Aim of the exercise
Would you please output the lines of the data below from the one containing "pub fn record_transaction(operation: &str, outcome: &str)" to the end, exactly and with nothing added?

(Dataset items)
⁂

//! Metrics collection and exposition.
//!
//! # Responsibilities
//! - Define registry metrics (requests, transactions, confirmations)
//! - Expose Prometheus-compatible metrics endpoint
//! - Track chain connectivity
//!
//! # Metrics
//! - `registry_http_requests_total` (counter): requests by method, route, status
//! - `registry_http_request_duration_seconds` (histogram): latency by method, route
//! - `registry_transactions_total` (counter): transactions by operation, outcome
//! - `registry_confirmation_seconds` (histogram): broadcast-to-receipt wall time
//! - `registry_chain_connected` (gauge): 1=reachable, 0=unreachable
//!
//! # Design Decisions
//! - Route labels use the matched template, never the raw path
//! - Transaction outcomes reuse the error taxonomy's kind strings, so
//!   dashboards and HTTP error bodies agree on vocabulary

use std::net::SocketAddr;
use std::time::Duration;

use metrics::{counter, gauge, histogram};
use metrics_exporter_prometheus::PrometheusBuilder;

/// Install the Prometheus exporter and its scrape endpoint.
///
/// Failure to bind is logged but not fatal: the service keeps running
/// without metrics exposition.
pub fn init_metrics(addr: SocketAddr) {
    match PrometheusBuilder::new().with_http_listener(addr).install() {
        Ok(()) => {
            tracing::info!(
                address = %addr,
                "Metrics endpoint started"
            );
        }
        Err(e) => {
            tracing::error!(
                address = %addr,
                error = %e,
                "Failed to start metrics endpoint"
            );
        }
    }
}

/// Record one handled HTTP request.
pub fn record_http_request(method: &str, route: &str, status: u16, elapsed: Duration) {
    counter!(
        "registry_http_requests_total",
        "method" => method.to_string(),
        "route" => route.to_string(),
        "status" => status.to_string(),
    )
    .increment(1);

    histogram!(
        "registry_http_request_duration_seconds",
        "method" => method.to_string(),
        "route" => route.to_string(),
    )
    .record(elapsed.as_secs_f64());
}

/// Record the outcome of one on-chain transaction attempt.
///
/// `outcome` is either `"confirmed"` or an error kind string.
pub fn record_transaction(operation: &str, outcome: &str) {
    counter!(
        "registry_transactions_total",
        "operation" => operation.to_string(),
        "outcome" => outcome.to_string(),
    )
    .increment(1);
}

/// Record how long a transaction took from broadcast to receipt.
pub fn record_confirmation_time(operation: &str, elapsed: Duration) {
    histogram!(
        "registry_confirmation_seconds",
        "operation" => operation.to_string(),
    )
    .record(elapsed.as_secs_f64());
}

/// Record whether the RPC endpoint answered the last connectivity probe.
pub fn record_chain_connectivity(connected: bool) {
    gauge!("registry_chain_connected").set(if connected { 1.0 } else { 0.0 });
}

⁂

Your response
pub fn record_transaction(operation: &str, outcome: &str) {
    counter!(
        "registry_transactions_total",
        "operation" => operation.to_string(),
        "outcome" => outcome.to_string(),
    )
    .increment(1);
}

/// Record how long a transaction took from broadcast to receipt.
pub fn record_confirmation_time(operation: &str, elapsed: Duration) {
    histogram!(
        "registry_confirmation_seconds",
        "operation" => operation.to_string(),
    )
    .record(elapsed.as_secs_f64());
}

/// Record whether the RPC endpoint answered the last connectivity probe.
pub fn record_chain_connectivity(connected: bool) {
    gauge!("registry_chain_connected").set(if connected { 1.0 } else { 0.0 });
}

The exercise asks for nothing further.